_Work item_: Where the string "registration" occurs in a line of the entries below, copy that line.

_Task material_:

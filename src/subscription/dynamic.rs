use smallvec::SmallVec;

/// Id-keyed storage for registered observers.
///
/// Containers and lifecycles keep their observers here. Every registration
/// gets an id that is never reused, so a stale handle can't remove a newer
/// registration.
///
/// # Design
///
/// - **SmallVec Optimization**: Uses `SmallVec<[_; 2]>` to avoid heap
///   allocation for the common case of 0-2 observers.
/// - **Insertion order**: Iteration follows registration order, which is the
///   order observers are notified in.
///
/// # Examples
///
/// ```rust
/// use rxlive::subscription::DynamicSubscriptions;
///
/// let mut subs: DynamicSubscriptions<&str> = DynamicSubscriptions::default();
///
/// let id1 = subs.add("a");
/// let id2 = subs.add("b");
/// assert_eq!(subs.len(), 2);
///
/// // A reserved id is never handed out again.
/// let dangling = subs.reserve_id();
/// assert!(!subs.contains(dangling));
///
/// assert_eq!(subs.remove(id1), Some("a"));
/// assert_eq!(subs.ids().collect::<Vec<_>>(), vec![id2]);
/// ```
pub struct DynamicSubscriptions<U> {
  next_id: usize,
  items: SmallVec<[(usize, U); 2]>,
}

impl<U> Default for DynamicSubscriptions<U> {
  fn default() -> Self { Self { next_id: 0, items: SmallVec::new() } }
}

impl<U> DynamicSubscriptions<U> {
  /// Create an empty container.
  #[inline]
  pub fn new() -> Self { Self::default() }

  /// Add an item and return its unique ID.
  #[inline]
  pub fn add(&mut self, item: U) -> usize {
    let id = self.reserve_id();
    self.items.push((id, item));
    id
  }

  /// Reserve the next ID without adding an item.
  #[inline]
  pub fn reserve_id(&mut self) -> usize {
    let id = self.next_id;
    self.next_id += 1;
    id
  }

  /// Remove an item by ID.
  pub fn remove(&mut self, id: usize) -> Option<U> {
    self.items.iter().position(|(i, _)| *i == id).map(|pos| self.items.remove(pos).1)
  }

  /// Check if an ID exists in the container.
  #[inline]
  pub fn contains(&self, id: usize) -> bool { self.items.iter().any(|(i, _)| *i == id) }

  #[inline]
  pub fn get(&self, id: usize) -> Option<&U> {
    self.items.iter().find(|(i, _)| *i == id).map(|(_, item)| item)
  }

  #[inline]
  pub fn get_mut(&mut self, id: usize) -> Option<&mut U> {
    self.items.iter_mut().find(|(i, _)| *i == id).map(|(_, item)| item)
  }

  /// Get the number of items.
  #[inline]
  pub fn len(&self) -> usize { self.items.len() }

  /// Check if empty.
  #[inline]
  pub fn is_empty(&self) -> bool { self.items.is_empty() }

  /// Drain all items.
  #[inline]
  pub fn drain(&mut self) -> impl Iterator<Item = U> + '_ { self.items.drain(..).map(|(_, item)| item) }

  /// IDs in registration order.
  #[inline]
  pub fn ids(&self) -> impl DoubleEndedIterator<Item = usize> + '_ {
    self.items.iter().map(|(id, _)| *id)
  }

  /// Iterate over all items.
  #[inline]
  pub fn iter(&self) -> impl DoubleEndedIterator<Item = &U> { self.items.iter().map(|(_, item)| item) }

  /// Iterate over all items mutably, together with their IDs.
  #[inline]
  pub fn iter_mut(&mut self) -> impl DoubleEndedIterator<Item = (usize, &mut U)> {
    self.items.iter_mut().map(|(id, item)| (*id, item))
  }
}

_Reply to the task_:
/// Containers and lifecycles keep their observers here. Every registration
/// registration.
/// - **Insertion order**: Iteration follows registration order, which is the
  /// IDs in registration order.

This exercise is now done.